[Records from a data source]
+--

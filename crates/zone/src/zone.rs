use std::fmt;
use std::str::FromStr;

use chrono::{DateTime, FixedOffset, NaiveDateTime, Offset, TimeDelta, TimeZone, Utc};
use chrono_tz::Tz;
use exn::OptionExt;

use crate::error::{Error, ErrorKind, Result};

/// A time zone given either as a fixed UTC offset or as a tz database region.
///
/// Regions follow daylight saving rules; fixed offsets never change.
///
/// # Parsing
/// - Numeric values are `[+-]HHMM` with optional sign and no leading zeros
///   required: `1000` is UTC+10:00, `-800` is UTC-08:00, `+0530` is
///   UTC+05:30.
/// - Anything else must be a tz database name containing a slash, such as
///   `Africa/Abidjan` or `Etc/UTC`.
///
/// ```
/// use dtz_zone::ZoneSpec;
///
/// assert!("1000".parse::<ZoneSpec>().is_ok());
/// assert!("Australia/Sydney".parse::<ZoneSpec>().is_ok());
/// assert!("AEST".parse::<ZoneSpec>().is_err());
/// ```
#[derive(Debug, Clone, Copy, PartialEq, Eq)]
pub enum ZoneSpec {
    Fixed(FixedOffset),
    Named(Tz),
}

impl ZoneSpec {
    /// Interprets a wall-clock time as local to this zone.
    ///
    /// Ambiguous times (the repeated hour when clocks go back) resolve to the
    /// earlier instant. Times inside a gap (clocks going forward) are read
    /// with the offset in force just before the transition, which moves them
    /// past the gap.
    ///
    /// Returns `None` if the instant falls outside the representable range.
    pub fn localize(&self, naive: &NaiveDateTime) -> Option<DateTime<FixedOffset>> {
        match self {
            Self::Fixed(offset) => Some(offset.from_utc_datetime(&to_utc(naive, offset)?)),
            Self::Named(tz) => match tz.from_local_datetime(naive).earliest() {
                Some(local) => Some(local.with_timezone(&local.offset().fix())),
                None => {
                    let day_before = naive.checked_sub_signed(TimeDelta::days(1))?;
                    let before = tz.offset_from_utc_datetime(&day_before).fix();
                    let local = Utc.from_utc_datetime(&to_utc(naive, &before)?).with_timezone(tz);
                    Some(local.with_timezone(&local.offset().fix()))
                },
            },
        }
    }

    /// Converts an instant to wall-clock time in this zone.
    pub fn convert(&self, instant: &DateTime<FixedOffset>) -> DateTime<FixedOffset> {
        match self {
            Self::Fixed(offset) => instant.with_timezone(offset),
            Self::Named(tz) => {
                let local = instant.with_timezone(tz);
                local.with_timezone(&local.offset().fix())
            },
        }
    }
}

fn to_utc(naive: &NaiveDateTime, offset: &FixedOffset) -> Option<NaiveDateTime> {
    naive.checked_sub_signed(TimeDelta::seconds(offset.local_minus_utc().into()))
}

impl FromStr for ZoneSpec {
    type Err = Error;

    fn from_str(s: &str) -> Result<Self> {
        let value = s.trim();
        if let Ok(number) = value.parse::<i32>() {
            let (hours, minutes) = (number / 100, number % 100);
            if minutes.abs() >= 60 {
                exn::bail!(ErrorKind::InvalidZone {
                    value: value.to_string(),
                    reason: "Minutes in a numeric timezone must be less than 60",
                });
            }
            let offset = FixedOffset::east_opt((hours * 60 + minutes) * 60).ok_or_raise(|| ErrorKind::InvalidZone {
                value: value.to_string(),
                reason: "Numeric timezone must be within 24 hours of UTC",
            })?;
            return Ok(Self::Fixed(offset));
        }
        if !value.contains('/') {
            exn::bail!(ErrorKind::InvalidZone {
                value: value.to_string(),
                reason: "Timezone should be either numeric or a tz database zone name with a slash",
            });
        }
        let tz = value.parse::<Tz>().ok().ok_or_raise(|| ErrorKind::InvalidZone {
            value: value.to_string(),
            reason: "Unknown tz database zone",
        })?;
        Ok(Self::Named(tz))
    }
}

impl fmt::Display for ZoneSpec {
    fn fmt(&self, f: &mut fmt::Formatter<'_>) -> fmt::Result {
        match self {
            Self::Fixed(offset) => write!(f, "{offset}"),
            Self::Named(tz) => f.write_str(tz.name()),
        }
    }
}

/// The camera's zone and the zone where the photo was taken.
#[derive(Debug, Clone, Copy, PartialEq, Eq)]
pub struct ZonePair {
    pub camera: ZoneSpec,
    pub destination: ZoneSpec,
}

impl ZonePair {
    /// Builds a pair from optional zones; if only one is given it is used for
    /// both, and if neither is given the pair cannot be resolved.
    ///
    /// ```
    /// use dtz_zone::{ZonePair, ZoneSpec};
    ///
    /// let tokyo: ZoneSpec = "Asia/Tokyo".parse().unwrap();
    /// let pair = ZonePair::resolve(None, Some(tokyo)).unwrap();
    /// assert_eq!(pair.camera, tokyo);
    /// assert!(ZonePair::resolve(None, None).is_err());
    /// ```
    pub fn resolve(camera: Option<ZoneSpec>, destination: Option<ZoneSpec>) -> Result<Self> {
        match (camera, destination) {
            (Some(camera), Some(destination)) => Ok(Self { camera, destination }),
            (Some(zone), None) | (None, Some(zone)) => Ok(Self {
                camera: zone,
                destination: zone,
            }),
            (None, None) => exn::bail!(ErrorKind::NoZone),
        }
    }

    /// Parses both zones from optional user input, treating blank input as
    /// absent.
    pub fn parse(camera: Option<&str>, destination: Option<&str>) -> Result<Self> {
        let parse = |value: Option<&str>| -> Result<Option<ZoneSpec>> {
            match value.map(str::trim).filter(|v| !v.is_empty()) {
                Some(v) => v.parse().map(Some),
                None => Ok(None),
            }
        };
        Self::resolve(parse(camera)?, parse(destination)?)
    }
}
//! Exif capture timestamp conversion and `{{DTZ}}`-style rendering.

use chrono::{DateTime, FixedOffset, NaiveDateTime};
use exn::{OptionExt, ResultExt};
use tracing::instrument;

use crate::error::{ErrorKind, Result};
use crate::{ZonePair, ZoneSpec};

/// Exif `DateTimeOriginal` layout, e.g. `2020:06:15 10:00:00`.
pub const CAPTURE_FORMAT: &str = "%Y:%m:%d %H:%M:%S";

/// A capture time read in the camera's zone, and the same instant as
/// wall-clock time at the destination.
#[derive(Debug, Clone, Copy, PartialEq, Eq)]
pub struct Conversion {
    pub original: DateTime<FixedOffset>,
    pub converted: DateTime<FixedOffset>,
}

/// Parses an Exif capture timestamp as wall-clock time in `zone`.
///
/// The year must be exactly four digits.
pub fn parse_capture(value: &str, zone: &ZoneSpec) -> Result<DateTime<FixedOffset>> {
    let invalid = || ErrorKind::InvalidTimestamp(format!("cannot parse {value:?} as {CAPTURE_FORMAT:?}"));
    let year = value.as_bytes().get(..5);
    if !year.is_some_and(|y| y[..4].iter().all(u8::is_ascii_digit) && y[4] == b':') {
        exn::bail!(invalid());
    }
    let naive = NaiveDateTime::parse_from_str(value, CAPTURE_FORMAT).or_raise(invalid)?;
    zone.localize(&naive).ok_or_raise(invalid)
}

impl ZonePair {
    /// Reads `value` in the camera zone and re-expresses it in the destination
    /// zone.
    ///
    /// ```
    /// use dtz_zone::ZonePair;
    ///
    /// let pair = ZonePair::parse(Some("900"), Some("-500")).unwrap();
    /// let conversion = pair.convert("2020:06:15 10:00:00").unwrap();
    /// assert_eq!(conversion.converted.to_string(), "2020-06-14 20:00:00 -05:00");
    /// ```
    #[instrument(level = "trace", skip(self))]
    pub fn convert(&self, value: &str) -> Result<Conversion> {
        let original = parse_capture(value, &self.camera)?;
        Ok(Conversion {
            original,
            converted: self.destination.convert(&original),
        })
    }
}

/// Formats an instant as ISO-8601 to the second with an explicit numeric
/// offset. Whole-hour offsets are written as hours only (`-05`), others as
/// `+05:30`.
pub fn format_iso(instant: &DateTime<FixedOffset>) -> String {
    let seconds = instant.offset().local_minus_utc();
    let sign = if seconds < 0 { '-' } else { '+' };
    let seconds = seconds.unsigned_abs();
    let (hours, minutes) = (seconds / 3600, seconds % 3600 / 60);
    let offset = match minutes {
        0 => format!("{sign}{hours:02}"),
        _ => format!("{sign}{hours:02}:{minutes:02}"),
    };
    format!("{}{offset}", instant.format("%Y-%m-%dT%H:%M:%S"))
}

/// Renders the replacement field value, `{{template|ISO-8601}}`.
///
/// ```
/// use chrono::DateTime;
/// use dtz_zone::render;
///
/// let instant = DateTime::parse_from_rfc3339("2020-06-14T20:00:00-05:00").unwrap();
/// assert_eq!(render("DTZ", &instant), "{{DTZ|2020-06-14T20:00:00-05}}");
/// ```
pub fn render(template: &str, instant: &DateTime<FixedOffset>) -> String {
    format!("{{{{{template}|{}}}}}", format_iso(instant))
}
use self::response::{
    EditResponse, Envelope, PageEntry, PagesQuery, QueryResponse, TokensQuery, UserInfoQuery,
};
use crate::backend::{DocumentStore, IdentityProvider, RecordPageStream};
use crate::error::{Error, ErrorKind, Result};
use crate::models::{ConcurrencyToken, Document, Edit, Identity, ImageRecord, UploadRange};
use async_stream::stream;
use async_trait::async_trait;
use exn::{OptionExt, ResultExt};
use reqwest::{Client, RequestBuilder};
use serde::de::DeserializeOwned;
use std::collections::{BTreeMap, HashSet};
use std::fmt;
use std::time::Duration;
use tokio::sync::Mutex;
use tracing::instrument;

/// Connection settings for [`MediaWikiStore`].
#[derive(Clone)]
pub struct MediaWikiOptions {
    /// Full URL of `api.php`.
    pub api_url: String,
    pub user_agent: String,
    /// OAuth 2.0 owner-only access token, sent as a bearer credential.
    pub access_token: Option<String>,
    /// Ask the API to refuse requests while replication lag exceeds this
    /// many seconds.
    pub maxlag: Option<u32>,
    pub timeout: Duration,
}
impl fmt::Debug for MediaWikiOptions {
    fn fmt(&self, f: &mut fmt::Formatter<'_>) -> fmt::Result {
        f.debug_struct("MediaWikiOptions")
            .field("api_url", &self.api_url)
            .field("user_agent", &self.user_agent)
            .field("access_token", &self.access_token.as_ref().map(|_| "<redacted>"))
            .field("maxlag", &self.maxlag)
            .field("timeout", &self.timeout)
            .finish()
    }
}

/// Document store backed by a MediaWiki installation's Action API.
///
/// Every request is sent with `format=json&formatversion=2`. Responses are
/// deserialized into fixed shapes once, at the boundary; an `error` object in
/// any response becomes [`ErrorKind::Api`].
///
/// The concurrency token of a [`Document`] is the timestamp of the revision
/// it was read from, which is handed back as `basetimestamp` on save.
///
/// # Examples
///
/// ```no_run
/// use dtz_store::backend::{MediaWikiOptions, MediaWikiStore};
/// use std::time::Duration;
///
/// # fn example() -> dtz_store::error::Result<()> {
/// let store = MediaWikiStore::new("commons", MediaWikiOptions {
///     api_url: "https://commons.wikimedia.org/w/api.php".to_string(),
///     user_agent: "dtz/0.1 (https://example.org/dtz)".to_string(),
///     access_token: None,
///     maxlag: Some(5),
///     timeout: Duration::from_secs(30),
/// })?;
/// # Ok(())
/// # }
/// ```
pub struct MediaWikiStore {
    name: String,
    api_url: String,
    client: Client,
    access_token: Option<String>,
    maxlag: Option<u32>,
    /// Cached until the API rejects it.
    csrf_token: Mutex<Option<String>>,
}

impl MediaWikiStore {
    pub fn new(name: impl Into<String>, options: MediaWikiOptions) -> Result<Self> {
        let client = Client::builder()
            .user_agent(&options.user_agent)
            .timeout(options.timeout)
            .build()
            .or_raise(|| ErrorKind::BackendError("failed to build HTTP client".to_string()))?;
        Ok(Self {
            name: name.into(),
            api_url: options.api_url,
            client,
            access_token: options.access_token,
            maxlag: options.maxlag,
            csrf_token: Mutex::new(None),
        })
    }

    /// Parameters sent with every request, followed by `params`.
    fn with_common_params(&self, params: &[(&str, &str)]) -> Vec<(String, String)> {
        let mut pairs = vec![
            ("format".to_string(), "json".to_string()),
            ("formatversion".to_string(), "2".to_string()),
        ];
        if let Some(maxlag) = self.maxlag {
            pairs.push(("maxlag".to_string(), maxlag.to_string()));
        }
        pairs.extend(params.iter().map(|(k, v)| (k.to_string(), v.to_string())));
        pairs
    }

    async fn get<T: DeserializeOwned>(&self, params: &[(&str, &str)]) -> Result<T> {
        let request = self.client.get(&self.api_url).query(&self.with_common_params(params));
        self.send(request).await
    }

    async fn post<T: DeserializeOwned>(&self, params: &[(&str, &str)]) -> Result<T> {
        let request = self.client.post(&self.api_url).form(&self.with_common_params(params));
        self.send(request).await
    }

    async fn send<T: DeserializeOwned>(&self, request: RequestBuilder) -> Result<T> {
        let request = match &self.access_token {
            Some(token) => request.bearer_auth(token),
            None => request,
        };
        let response = request
            .send()
            .await
            .or_raise(|| ErrorKind::Network(format!("request to {} failed", self.api_url)))?;
        let status = response.status();
        if !status.is_success() {
            exn::bail!(ErrorKind::Network(format!("HTTP {status} from {}", self.api_url)));
        }
        let envelope: Envelope<T> = response
            .json()
            .await
            .or_raise(|| ErrorKind::InvalidResponse("failed to decode API response".to_string()))?;
        if let Some(error) = envelope.error {
            exn::bail!(ErrorKind::Api {
                code: error.code,
                info: error.info,
            });
        }
        Ok(envelope.body)
    }

    async fn csrf_token(&self) -> Result<String> {
        let mut cached = self.csrf_token.lock().await;
        if let Some(token) = cached.as_ref() {
            return Ok(token.clone());
        }
        let response: QueryResponse<TokensQuery> =
            self.get(&[("action", "query"), ("meta", "tokens"), ("type", "csrf")]).await?;
        let token = response
            .query
            .map(|q| q.tokens.csrftoken)
            .ok_or_raise(|| ErrorKind::InvalidResponse("missing csrf token".to_string()))?;
        *cached = Some(token.clone());
        Ok(token)
    }

    /// Drops the cached CSRF token if `err` says the API no longer accepts it.
    async fn forget_rejected_token(&self, err: &Error) {
        if matches!(&**err, ErrorKind::Api { code, .. } if code == "badtoken") {
            tracing::debug!("CSRF token rejected, fetching a new one next time");
            *self.csrf_token.lock().await = None;
        }
    }
}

+--

Problem to solve
All lines in the preceding records that hold the word "InvalidResponse" need to be copied.

Solution below
            .or_raise(|| ErrorKind::InvalidResponse("failed to decode API response".to_string()))?;
            .ok_or_raise(|| ErrorKind::InvalidResponse("missing csrf token".to_string()))?;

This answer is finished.